For some reason, the Germans' impressions of Israel are more engaging. Is Israel inherently more interesting than Germany? Are the German artists more talented storytellers than the Israelis? Is it just dumb luck? Whatever the reason, Tim Dinter, Jan Feindt, and Jens Harder tell us quite a bit about Tel Aviv, Jerusalem, The Church of The Holy Sepulcher, and life in a Bedouin village. The contributions of Yirmi Pinkus, Rutu Modan, and Guy Morad, while still enjoyable and exhibiting talent, tell little of Berlin; rather, they resemble 'what I did on my summer vacation' reports.

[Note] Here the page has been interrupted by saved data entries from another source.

//! Method invocation, construction and bound invokers
//!
//! Overload selection runs in two steps. First the runtime types of the
//! arguments form an exact signature, resolved through the
//! [`MemberMetadataCache`]. If that fails, candidates with the right arity
//! are tried in declaration order and the first one whose parameters all
//! accept their argument (null for reference types, assignable, or a
//! successful [`coerce`]) is called. Ties are not ranked.
//!
//! No-argument construction goes through a cached [`Factory`] per type.
//! Construction with arguments always scans the constructors again.

use std::any::{Any, TypeId as RustTypeId};
use std::sync::Arc;

use dashmap::DashMap;
use mirror_types::{
    coerce, is_assignable, BindingFlags, ConstructorDef, Conversion, MethodHandle, Object,
    ObjectRef, ParameterDef, Primitive, TypeHandle, TypeId, TypeRef, Value, ValueKind,
};
use rustc_hash::FxBuildHasher;
use tracing::{debug, trace};

use crate::delegate::{DelegateShape, Invocation, ReturnShape};
use crate::error::{require_name, ReflectError, ReflectResult};
use crate::key::{Binding, InvokerKey, Signature};
use crate::members::MemberMetadataCache;
use crate::stats::{CacheCounter, CacheStat};

/// Cached no-argument constructor
pub type Factory = Arc<dyn Fn() -> ReflectResult<Value> + Send + Sync>;

type ErasedDelegate = Arc<dyn Any + Send + Sync>;

/// Target of a call: an instance, or a type for static members
#[derive(Debug, Clone)]
pub enum Receiver {
    /// Instance members of this object
    Instance(ObjectRef),
    /// Static members of this type
    Static(TypeHandle),
}

impl Receiver {
    /// Type whose members are searched
    pub fn type_handle(&self) -> &TypeHandle {
        match self {
            Receiver::Instance(obj) => obj.type_handle(),
            Receiver::Static(ty) => ty,
        }
    }

    /// Cache binding of this receiver
    pub fn binding(&self) -> Binding {
        match self {
            Receiver::Instance(obj) => Binding::Instance(obj.id()),
            Receiver::Static(_) => Binding::Static,
        }
    }

    /// Value passed as `this`
    pub fn this_value(&self) -> Value {
        match self {
            Receiver::Instance(obj) => Value::Object(obj.clone()),
            Receiver::Static(_) => Value::Null,
        }
    }

    /// Add `INSTANCE` or `STATIC` to `visibility`
    fn lookup_flags(&self, visibility: BindingFlags) -> BindingFlags {
        let visibility = visibility.difference(BindingFlags::INSTANCE | BindingFlags::STATIC);
        match self {
            Receiver::Instance(_) => visibility | BindingFlags::INSTANCE,
            Receiver::Static(_) => visibility | BindingFlags::STATIC,
        }
    }
}

impl From<ObjectRef> for Receiver {
    fn from(obj: ObjectRef) -> Self {
        Receiver::Instance(obj)
    }
}

impl From<&ObjectRef> for Receiver {
    fn from(obj: &ObjectRef) -> Self {
        Receiver::Instance(obj.clone())
    }
}

/// Invokes methods and constructors by name with dynamic arguments
pub struct InvocationDispatcher {
    members: Arc<MemberMetadataCache>,
    invoke_flags: BindingFlags,
    constructor_flags: BindingFlags,
    factories: DashMap<TypeId, Factory, FxBuildHasher>,
    invokers: DashMap<InvokerKey, ErasedDelegate, FxBuildHasher>,
    factory_counter: CacheCounter,
    invoker_counter: CacheCounter,
}

impl InvocationDispatcher {
    /// Create a dispatcher.
    ///
    /// `invoke_flags` supplies the visibility for method lookups; the
    /// receiver decides between instance and static members.
    pub fn new(
        members: Arc<MemberMetadataCache>,
        invoke_flags: BindingFlags,
        constructor_flags: BindingFlags,
        collect_stats: bool,
    ) -> Self {
        Self {
            members,
            invoke_flags,
            constructor_flags,
            factories: DashMap::with_hasher(FxBuildHasher),
            invokers: DashMap::with_hasher(FxBuildHasher),
            factory_counter: CacheCounter::new(collect_stats),
            invoker_counter: CacheCounter::new(collect_stats),
        }
    }

    /// Call the method `name` on `receiver`.
    ///
    /// Errors raised by the method body are returned as
    /// [`ReflectError::Target`] holding the body's own error.
    pub fn invoke(&self, receiver: &Receiver, name: &str, args: &[Value]) -> ReflectResult<Value> {
        require_name(name, "method")?;
        let ty = receiver.type_handle();
        let flags = receiver.lookup_flags(self.invoke_flags);
        let this = receiver.this_value();

        if let Some(signature) = exact_signature(args) {
            if let Some(method) = self.members.resolve_method(ty, name, flags, signature)? {
                trace!(target: "mirror::invoke", type_name = ty.name(), method = name, exact = true);
                return Ok(method.call(&this, args)?);
            }
        }

        debug!(
            target: "mirror::invoke",
            type_name = ty.name(),
            method = name,
            arity = args.len(),
            "no exact overload, scanning for a compatible one"
        );
        let overloads = self.members.resolve_overloads(ty, name, flags)?;
        for method in overloads.iter() {
            if let Some(converted) = coerce_arguments(method.parameters(), args) {
                return Ok(method.call(&this, &converted)?);
            }
        }

        Err(ReflectError::invalid(format!(
            "no matching method {}.{}({})",
            ty.name(),
            name,
            describe(args)
        )))
    }

    /// Create an instance of `ty`.
    ///
    /// Without arguments the cached factory is used. Primitive types yield
    /// their default value.
    pub fn create_instance(&self, ty: &TypeHandle, args: &[Value]) -> ReflectResult<Value> {
        if args.is_empty() {
            let factory = self.compile_factory(ty)?;
            return factory();
        }

        if !ty.is_class() {
            return Err(ReflectError::invalid(format!(
                "{} has no constructor taking arguments",
                ty.name()
            )));
        }

        if let Some(signature) = exact_signature(args) {
            if let Some(ctor) =
                self.members
                    .resolve_constructor(ty, self.constructor_flags, signature)
            {
                return construct(ty, &ctor, args);
            }
        }

        debug!(
            target: "mirror::invoke",
            type_name = ty.name(),
            arity = args.len(),
            "no exact constructor, scanning for a compatible one"
        );
        let universe = self.members.universe();
        for ctor in universe.query_constructors(ty, self.constructor_flags) {
            if let Some(converted) = coerce_arguments(ctor.parameters(), args) {
                return construct(ty, &ctor, &converted);
            }
        }

        Err(ReflectError::invalid(format!(
            "no matching constructor {}({})",
            ty.name(),
            describe(args)
        )))
    }

    /// The cached no-argument factory of `ty`
    pub fn compile_factory(&self, ty: &TypeHandle) -> ReflectResult<Factory> {
        if let Some(factory) = self.factories.get(&ty.id()) {
            self.factory_counter.hit();
            trace!(target: "mirror::invoke", type_name = ty.name(), cache_hit = true);
            return Ok(factory.value().clone());
        }

        self.factory_counter.miss();
        let factory: Factory = if ty.is_class() {
            let ctor = self
                .members
                .resolve_constructor(ty, self.constructor_flags, Signature::empty())
                .ok_or_else(|| {
                    ReflectError::invalid(format!("{} has no parameterless constructor", ty.name()))
                })?;
            let ty = ty.clone();
            Arc::new(move || construct(&ty, &ctor, &[]))
        } else {
            let kind = ty.kind();
            Arc::new(move || Ok(Value::default_for(kind)))
        };
        debug!(target: "mirror::invoke", type_name = ty.name(), "compiled factory");

        Ok(self
            .factories
            .entry(ty.id())
            .or_insert(factory)
            .value()
            .clone())
    }

    /// Bind the method `name` of `receiver` to the delegate shape `S`.
    ///
    /// The first overload, in declaration order, whose parameters and return
    /// type convert to and from the shape is bound. Bindings are cached per
    /// receiver type, name, shape and instance; static and instance
    /// bindings never share an entry.
    pub fn create_bound_invoker<S: DelegateShape>(
        &self,
        receiver: &Receiver,
        name: &str,
    ) -> ReflectResult<S::Delegate> {
        require_name(name, "method")?;
        let ty = receiver.type_handle();
        let key = InvokerKey {
            owner: ty.id(),
            name: Arc::from(name),
            shape: RustTypeId::of::<S>(),
            binding: receiver.binding(),
        };

        let cached = self
            .invokers
            .get(&key)
            .and_then(|entry| entry.downcast_ref::<S::Delegate>().cloned());
        if let Some(delegate) = cached {
            self.invoker_counter.hit();
            trace!(target: "mirror::invoke", type_name = ty.name(), method = name, cache_hit = true);
            return Ok(delegate);
        }

        self.invoker_counter.miss();
        let flags = receiver.lookup_flags(self.invoke_flags);
        let overloads = self.members.resolve_overloads(ty, name, flags)?;
        let parameters = S::parameters();
        let returns = S::returns();

        let (method, argument_plan, return_plan) = overloads
            .iter()
            .find_map(|m| plan_binding(m, parameters.as_deref(), returns))
            .ok_or_else(|| {
                ReflectError::invalid(format!(
                    "no overload of {}.{} matches delegate {}",
                    ty.name(),
                    name,
                    std::any::type_name::<S>()
                ))
            })?;

        let this = receiver.this_value();
        let invocation: Invocation = Arc::new(move |args: Vec<Value>| -> ReflectResult<Value> {
            let args = match &argument_plan {
                Some(plans) => plans
                    .iter()
                    .zip(args)
                    .map(|((conversion, declared), arg)| convert_argument(*conversion, declared, arg))
                    .collect::<ReflectResult<Vec<_>>>()?,
                None => coerce_arguments(method.parameters(), &args).ok_or_else(|| {
                    ReflectError::invalid(format!(
                        "arguments ({}) do not match {}",
                        describe(&args),
                        method.name()
                    ))
                })?,
            };
            let result = method.call(&this, &args)?;
            match return_plan {
                Some(conversion) if !result.is_null() => Ok(conversion.apply(result)?),
                _ => Ok(result),
            }
        });
        debug!(
            target: "mirror::invoke",
            type_name = ty.name(),
            method = name,
            shape = std::any::type_name::<S>(),
            "bound invoker"
        );

        let stored = self
            .invokers
            .entry(key)
            .or_insert(Arc::new(S::wrap(invocation)))
            .value()
            .clone();
        stored
            .downcast_ref::<S::Delegate>()
            .cloned()
            .ok_or_else(|| ReflectError::invalid("invoker cache entry has an unexpected shape"))
    }

    /// Number of cached factories and invokers
    pub fn len(&self) -> usize {
        self.factories.len() + self.invokers.len()
    }

    /// Check if nothing is cached
    pub fn is_empty(&self) -> bool {
        self.len() == 0
    }

    /// Factory cache statistics
    pub fn factory_stats(&self) -> CacheStat {
        self.factory_counter.snapshot(self.factories.len())
    }

    /// Bound invoker cache statistics
    pub fn invoker_stats(&self) -> CacheStat {
        self.invoker_counter.snapshot(self.invokers.len())
    }
}

type ArgumentPlan = Option<Vec<(Conversion, TypeRef)>>;

/// Plan the conversions binding `method` to a shape, `None` if it does not fit
fn plan_binding(
    method: &MethodHandle,
    parameters: Option<&[ValueKind]>,
    returns: ReturnShape,
) -> Option<(MethodHandle, ArgumentPlan, Option<Conversion>)> {
    let argument_plan = match parameters {
        None => None,
        Some(kinds) => {
            if kinds.len() != method.parameters().len() {
                return None;
            }
            let plans = kinds
                .iter()
                .zip(method.parameters())
                .map(|(kind, p)| Conversion::plan(*kind, p.ty.kind()).map(|c| (c, p.ty.clone())))
                .collect::<Option<Vec<_>>>()?;
            Some(plans)
        }
    };

    let return_plan = match (returns, method.return_type()) {
        (ReturnShape::Discard, _) => None,
        (ReturnShape::Value(ValueKind::Any), None) => None,
        (ReturnShape::Value(_), None) => return None,
        (ReturnShape::Value(kind), Some(declared)) => Some(Conversion::plan(declared.kind(), kind)?),
    };

    Some((method.clone(), argument_plan, return_plan))
}

fn convert_argument(conversion: Conversion, declared: &TypeRef, arg: Value) -> ReflectResult<Value> {
    if arg.is_null() {
        if declared.kind().is_reference() {
            return Ok(arg);
        }
        return Err(ReflectError::invalid(format!(
            "null is not assignable to {declared}"
        )));
    }
    let converted = conversion.apply(arg)?;
    if declared.kind() == ValueKind::Object && !is_assignable(&converted, declared) {
        return Err(ReflectError::invalid(format!(
            "argument of type {} is not assignable to {declared}",
            converted.type_name()
        )));
    }
    Ok(converted)
}

/// Runtime type ids of the arguments; `None` if any argument is null
fn exact_signature(args: &[Value]) -> Option<Signature> {
    args.iter()
        .map(runtime_type_id)
        .collect::<Option<Vec<_>>>()
        .map(Signature::Exact)
}

fn runtime_type_id(value: &Value) -> Option<TypeId> {
    match value {
        Value::Object(obj) => Some(obj.type_handle().id()),
        other => other
            .kind()
            .and_then(Primitive::of_kind)
            .map(Primitive::type_id),
    }
}

/// Convert every argument to its parameter type, `None` if any fails
fn coerce_arguments(params: &[ParameterDef], args: &[Value]) -> Option<Vec<Value>> {
    if params.len() != args.len() {
        return None;
    }
    params
        .iter()
        .zip(args)
        .map(|(p, arg)| coerce(arg, &p.ty))
        .collect()
}

/// Allocate an instance and run the constructor body on it
fn construct(ty: &TypeHandle, ctor: &ConstructorDef, args: &[Value]) -> ReflectResult<Value> {
    let obj = Object::alloc(ty);
    ctor.initialize(&obj, args)?;
    Ok(Value::Object(obj))
}

fn describe(args: &[Value]) -> String {
    args.iter()
        .map(Value::type_name)
        .collect::<Vec<_>>()
        .join(", ")
}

Even though the stories may tell readers less about Deutschland, they still say much about the artists. Morad's Memories, for example, is presumably autobiographical. It's as well constructed as any tale of pure fiction could hope to be, even though its Kreuzberg setting is not indispensable."
This is to date the only graphic novel I've worked on. The other times I've been approached to translate one, I've had to pass up on the project — less due to the meager budgets than to the unrealistically short schedules demanded.
A general hint to all clients strapped with a low budget: if you want to get a quality translation at a low budget, make sure that you trade-off by offering the translator a longer-than-realistic schedule and not an unrealistically short deadline. No translator is happy to do a low-paying job with a stressfully short deadline that literally prevents a quality translation. A professional translator is likely to say "No" to such a project simply because it's fraught with negatives: you get less pay but double the stress, and you also have to turn down other small, beer-paying jobs that you might have slipped in in-between were it not for the tight schedule.